If you can make a separate post for the output from each command, it'll be easier to compare. Thanks.


----------



## algi (May 29, 2022)

This just happened to me as well, now I understand that my idea of "help" was totally misplaced. Here's what I did:

`doas bectl jail -o host=inherit -o ip4=inherit pokus`

Then inside I just run pkg upgrade. After I hit Ctrl-D, I got the error message about busy mountpoint too.
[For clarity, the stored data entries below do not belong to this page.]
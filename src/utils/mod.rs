/// Uppercases the first character and leaves the rest untouched.
pub fn capitalize_first(value: &str) -> String {
    let mut chars = value.chars();
    match chars.next() {
        Some(first) => first.to_uppercase().chain(chars).collect(),
        None => String::new(),
    }
}

/// Extracts the numeric ID from a PokeAPI resource URL such as
/// `https://pokeapi.co/api/v2/pokemon/25/`.
pub fn resource_id(url: &str) -> Option<u32> {
    let parsed = reqwest::Url::parse(url).ok()?;
    parsed
        .path_segments()?
        .filter(|s| !s.is_empty())
        .last()?
        .parse::<u32>()
        .ok()
}

pub fn join_url(base: &str, path: &str) -> String {
    format!(
        "{}/{}",
        base.trim().trim_end_matches('/'),
        path.trim_start_matches('/')
    )
}

pub fn truncate_chars(value: &str, max: usize) -> String {
    if value.chars().count() <= max {
        return value.to_string();
    }
    let mut out: String = value.chars().take(max.saturating_sub(1)).collect();
    out.push('…');
    out
}
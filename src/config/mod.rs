use std::env;
use std::path::{Path, PathBuf};

use serde::Deserialize;
use serde::Serialize;

#[derive(Debug, Default, Deserialize, Serialize, Clone)]
pub struct ConfigFile {
    #[serde(alias = "base_url")]
    pub api_url: Option<String>,
    pub timeout: Option<usize>,
    pub proxy: Option<String>,
    pub rate: Option<u32>,
    pub language: Option<String>,
    pub batch_size: Option<u32>,
    pub max_id: Option<u32>,
    pub scroll_threshold: Option<f64>,
    pub scroll_debounce_ms: Option<u64>,
    pub category: Option<String>,
    pub search: Option<String>,
    pub output: Option<String>,
    pub output_format: Option<String>,
    pub no_color: Option<bool>,
}

fn home_dir() -> Option<PathBuf> {
    env::var_os("HOME")
        .map(PathBuf::from)
        .or_else(|| env::var_os("USERPROFILE").map(PathBuf::from))
        .or_else(|| {
            let drive = env::var_os("HOMEDRIVE")?;
            let path = env::var_os("HOMEPATH")?;
            Some(PathBuf::from(drive).join(path))
        })
}

pub fn default_config_path() -> Option<PathBuf> {
    Some(home_dir()?.join(".pokegrid").join("config.yml"))
}

pub fn expand_tilde(path: &str) -> PathBuf {
    if let Some(stripped) = path.strip_prefix("~/").or_else(|| path.strip_prefix("~\\")) {
        if let Some(home) = home_dir() {
            return home.join(stripped);
        }
    }
    PathBuf::from(path)
}

pub fn expand_tilde_string(path: &str) -> String {
    expand_tilde(path).to_string_lossy().to_string()
}

pub fn load_config(path: &Path, allow_missing: bool) -> Result<ConfigFile, String> {
    match std::fs::read_to_string(path) {
        Ok(contents) => serde_yaml::from_str::<ConfigFile>(&contents)
            .map_err(|e| format!("failed to parse config '{}': {e}", path.display())),
        Err(e) if e.kind() == std::io::ErrorKind::NotFound && allow_missing => {
            Ok(ConfigFile::default())
        }
        Err(e) if e.kind() == std::io::ErrorKind::NotFound => {
            Err(format!("config file not found '{}'", path.display()))
        }
        Err(e) => Err(format!("failed to read config '{}': {e}", path.display())),
    }
}

fn default_config_yaml() -> String {
    r#"# pokegrid config
#
# Location (default):
#   ~/.pokegrid/config.yml

# API
api_url: https://pokeapi.co/api/v2
timeout: 10
# Requests per second (0 disables limiting)
rate: 20
# Language tag used to pick the species text
language: en
# proxy: http://127.0.0.1:8080

# Catalog
batch_size: 20
max_id: 1025

# Scrolling
scroll_threshold: 800
scroll_debounce_ms: 100

# Session (optional)
# category: Fire
# search: chu

# Output (optional)
# output: ./catalog.html
# output_format: html

# Output styling
no_color: false
"#
    .to_string()
}

pub fn ensure_default_config_file(path: &Path) -> Result<(), String> {
    if path.exists() {
        return Ok(());
    }
    let parent = path
        .parent()
        .ok_or_else(|| format!("invalid config path '{}'", path.display()))?;
    std::fs::create_dir_all(parent).map_err(|e| {
        format!(
            "failed to create config directory '{}': {e}",
            parent.display()
        )
    })?;
    std::fs::write(path, default_config_yaml())
        .map_err(|e| format!("failed to write config file '{}': {e}", path.display()))?;
    Ok(())
}
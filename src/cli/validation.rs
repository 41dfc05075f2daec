use crate::cli::args::CliArgs;

pub fn validate(args: &CliArgs) -> Result<(), String> {
    if let Some(batch_size) = args.batch_size {
        if batch_size == 0 {
            return Err("invalid batch-size, expected positive integer".to_string());
        }
    }
    if let Some(max_id) = args.max_id {
        if max_id == 0 {
            return Err("invalid max-id, expected positive integer".to_string());
        }
    }
    if let Some(timeout) = args.timeout {
        if timeout == 0 {
            return Err("invalid timeout, expected positive integer".to_string());
        }
    }
    if let Some(threshold) = args.scroll_threshold {
        if !threshold.is_finite() || threshold < 0.0 {
            return Err("invalid scroll-threshold, expected non-negative number".to_string());
        }
    }
    if let Some(raw) = args.api_url.as_deref() {
        reqwest::Url::parse(raw).map_err(|e| format!("invalid --api-url '{raw}': {e}"))?;
    }
    if let Some(raw) = args.output_format.as_deref() {
        if crate::output::OutputFormat::parse(raw).is_none() {
            return Err(format!(
                "invalid --output-format '{raw}', expected text, json or html"
            ));
        }
    }
    if let Some(language) = args.language.as_deref() {
        if language.trim().is_empty() {
            return Err("invalid language, expected a language tag".to_string());
        }
    }
    Ok(())
}
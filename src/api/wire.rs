use serde::Deserialize;

use crate::record::{self, Record, Stat};

#[derive(Clone, Debug, Deserialize)]
pub struct NamedResource {
    pub name: String,
    pub url: String,
}

#[derive(Clone, Debug, Deserialize)]
pub struct PokemonResponse {
    pub id: u32,
    pub name: String,
    pub height: u32,
    pub weight: u32,
    pub species: NamedResource,
    #[serde(default)]
    pub sprites: Sprites,
    #[serde(default)]
    pub types: Vec<TypeSlot>,
    #[serde(default)]
    pub abilities: Vec<AbilitySlot>,
    #[serde(default)]
    pub stats: Vec<StatEntry>,
    #[serde(default)]
    pub moves: Vec<MoveEntry>,
}

#[derive(Clone, Debug, Default, Deserialize)]
pub struct Sprites {
    #[serde(default)]
    pub other: OtherSprites,
}

#[derive(Clone, Debug, Default, Deserialize)]
pub struct OtherSprites {
    #[serde(rename = "official-artwork", default)]
    pub official_artwork: Option<Artwork>,
}

#[derive(Clone, Debug, Deserialize)]
pub struct Artwork {
    pub front_default: Option<String>,
}

#[derive(Clone, Debug, Deserialize)]
pub struct TypeSlot {
    #[serde(rename = "type")]
    pub kind: NamedResource,
}

#[derive(Clone, Debug, Deserialize)]
pub struct AbilitySlot {
    pub ability: NamedResource,
}

#[derive(Clone, Debug, Deserialize)]
pub struct StatEntry {
    pub base_stat: u16,
    pub stat: NamedResource,
}

#[derive(Clone, Debug, Deserialize)]
pub struct MoveEntry {
    #[serde(rename = "move")]
    pub kind: NamedResource,
}

#[derive(Clone, Debug, Deserialize)]
pub struct SpeciesResponse {
    #[serde(default)]
    pub genera: Vec<Genus>,
}

#[derive(Clone, Debug, Deserialize)]
pub struct Genus {
    pub genus: String,
    pub language: NamedResource,
}

#[derive(Clone, Debug, Deserialize)]
pub struct TypeResponse {
    #[serde(default)]
    pub pokemon: Vec<TypeMember>,
}

#[derive(Clone, Debug, Deserialize)]
pub struct TypeMember {
    pub pokemon: NamedResource,
}

impl SpeciesResponse {
    pub fn genus_for(&self, language: &str) -> Option<&str> {
        self.genera
            .iter()
            .find(|g| g.language.name == language)
            .map(|g| g.genus.as_str())
    }
}

impl PokemonResponse {
    pub fn into_record(self, species: String) -> Record {
        let image = self
            .sprites
            .other
            .official_artwork
            .and_then(|a| a.front_default);
        Record {
            name: self.name,
            number: self.id,
            image,
            types: self.types.into_iter().map(|t| t.kind.name).collect(),
            species,
            height: record::decimal_units(self.height),
            weight: record::decimal_units(self.weight),
            abilities: self.abilities.into_iter().map(|a| a.ability.name).collect(),
            stats: self
                .stats
                .into_iter()
                .map(|s| Stat {
                    name: s.stat.name,
                    value: s.base_stat,
                })
                .collect(),
            moves: self.moves.into_iter().map(|m| m.kind.name).collect(),
        }
    }
}

#[cfg(test)]
mod tests {
    use super::*;

    const PIKACHU: &str = r#"{
        "id": 25,
        "name": "pikachu",
        "height": 4,
        "weight": 60,
        "species": {"name": "pikachu", "url": "https://pokeapi.co/api/v2/pokemon-species/25/"},
        "sprites": {
            "front_default": "https://example.invalid/front/25.png",
            "other": {
                "official-artwork": {"front_default": "https://example.invalid/artwork/25.png"}
            }
        },
        "types": [{"slot": 1, "type": {"name": "electric", "url": "https://pokeapi.co/api/v2/type/13/"}}],
        "abilities": [
            {"ability": {"name": "static", "url": "https://pokeapi.co/api/v2/ability/9/"}, "is_hidden": false, "slot": 1},
            {"ability": {"name": "lightning-rod", "url": "https://pokeapi.co/api/v2/ability/31/"}, "is_hidden": true, "slot": 3}
        ],
        "stats": [
            {"base_stat": 35, "effort": 0, "stat": {"name": "hp", "url": "https://pokeapi.co/api/v2/stat/1/"}},
            {"base_stat": 90, "effort": 2, "stat": {"name": "speed", "url": "https://pokeapi.co/api/v2/stat/6/"}}
        ],
        "moves": [
            {"move": {"name": "mega-punch", "url": "https://pokeapi.co/api/v2/move/5/"}},
            {"move": {"name": "pay-day", "url": "https://pokeapi.co/api/v2/move/6/"}}
        ]
    }"#;

    const SPECIES: &str = r#"{
        "genera": [
            {"genus": "ねずみポケモン", "language": {"name": "ja-Hrkt", "url": "https://pokeapi.co/api/v2/language/1/"}},
            {"genus": "Mouse Pokémon", "language": {"name": "en", "url": "https://pokeapi.co/api/v2/language/9/"}}
        ]
    }"#;

    #[test]
    fn pokemon_response_transforms_into_record() {
        let pokemon: PokemonResponse = serde_json::from_str(PIKACHU).unwrap();
        let species: SpeciesResponse = serde_json::from_str(SPECIES).unwrap();
        let genus = species.genus_for("en").unwrap().to_string();
        let record = pokemon.into_record(genus);

        assert_eq!(record.number, 25);
        assert_eq!(record.name, "pikachu");
        assert_eq!(record.species, "Mouse Pokémon");
        assert_eq!(record.height, 0.4);
        assert_eq!(record.weight, 6.0);
        assert_eq!(
            record.image.as_deref(),
            Some("https://example.invalid/artwork/25.png")
        );
        assert_eq!(record.types, vec!["electric"]);
        assert_eq!(record.abilities, vec!["static", "lightning-rod"]);
        assert_eq!(record.stats[1].name, "speed");
        assert_eq!(record.stats[1].value, 90);
        assert_eq!(record.moves, vec!["mega-punch", "pay-day"]);
    }

    #[test]
    fn missing_artwork_yields_no_image() {
        let json = r#"{
            "id": 1, "name": "bulbasaur", "height": 7, "weight": 69,
            "species": {"name": "bulbasaur", "url": "https://pokeapi.co/api/v2/pokemon-species/1/"},
            "sprites": {"other": {}}
        }"#;
        let pokemon: PokemonResponse = serde_json::from_str(json).unwrap();
        let record = pokemon.into_record(String::new());
        assert_eq!(record.image, None);
        assert_eq!(record.height, 0.7);
        assert_eq!(record.weight, 6.9);
    }

    #[test]
    fn genus_lookup_matches_language_tag() {
        let species: SpeciesResponse = serde_json::from_str(SPECIES).unwrap();
        assert_eq!(species.genus_for("ja-Hrkt"), Some("ねずみポケモン"));
        assert_eq!(species.genus_for("fr"), None);
    }
}
const CATEGORY_SLUGS: [(&str, &str); 17] = [
    ("Fire", "fire"),
    ("Water", "water"),
    ("Grass", "grass"),
    ("Electric", "electric"),
    ("Ice", "ice"),
    ("Fighting", "fighting"),
    ("Poison", "poison"),
    ("Ground", "ground"),
    ("Flying", "flying"),
    ("Psychic", "psychic"),
    ("Bug", "bug"),
    ("Rock", "rock"),
    ("Ghost", "ghost"),
    ("Dragon", "dragon"),
    ("Dark", "dark"),
    ("Steel", "steel"),
    ("Fairy", "fairy"),
];

/// Maps a sidebar label to the API's category slug. Labels missing from the
/// table are lowercased.
pub fn category_slug(label: &str) -> String {
    CATEGORY_SLUGS
        .iter()
        .find(|(l, _)| *l == label)
        .map(|(_, slug)| slug.to_string())
        .unwrap_or_else(|| label.to_lowercase())
}
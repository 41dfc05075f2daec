use std::process::exit;

fn main() {
    if let Err(e) = pokegrid::app::run_cli() {
        eprintln!("{e}");
        exit(1);
    }
}
pub mod api;
pub mod app;
pub mod catalog;
pub mod cli;
pub mod config;
pub mod detail;
pub mod logging;
pub mod output;
pub mod page;
pub mod record;
pub mod scroll;
pub mod search;
pub mod utils;

#[cfg(test)]
mod tests;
It didn't happen on 13.0, so I wonder if it's not a bug?

Also:


```
marian@beastie ~ % bectl list -c creation
BE      Active Mountpoint         Space Created
default NR     /                  28.0G 2021-12-15 13:48
pokus   -      /tmp/be_mount.yBoq 32.9M 2022-05-29 09:12
marian@beastie ~ % bectl list -s -c creation
BE/Dataset/Snapshot                          Active Mountpoint         Space Created

default
  zroot/ROOT/default                         NR     /                  28.0G 2021-12-15 13:48
  default@2022-05-29-09:12:32-0              -      -                  156K  2022-05-29 09:12

pokus
  zroot/ROOT/pokus                           -      /tmp/be_mount.yBoq 32.7M 2022-05-29 09:12
    zroot/ROOT/default@2022-05-29-09:12:32-0 -      -                  156K  2022-05-29 09:12
marian@beastie ~ % doas bectl destroy pokus
cannot destroy mounted boot env unless forced
```

*Edit*: After reboot, I can destroy BE as usual.


----------



## sko (May 30, 2022)

IIRC bectl also mounts devfs, but `bectl umount` only tries to unmount the actual BE. check with 'mount' what is mounted at the jail path.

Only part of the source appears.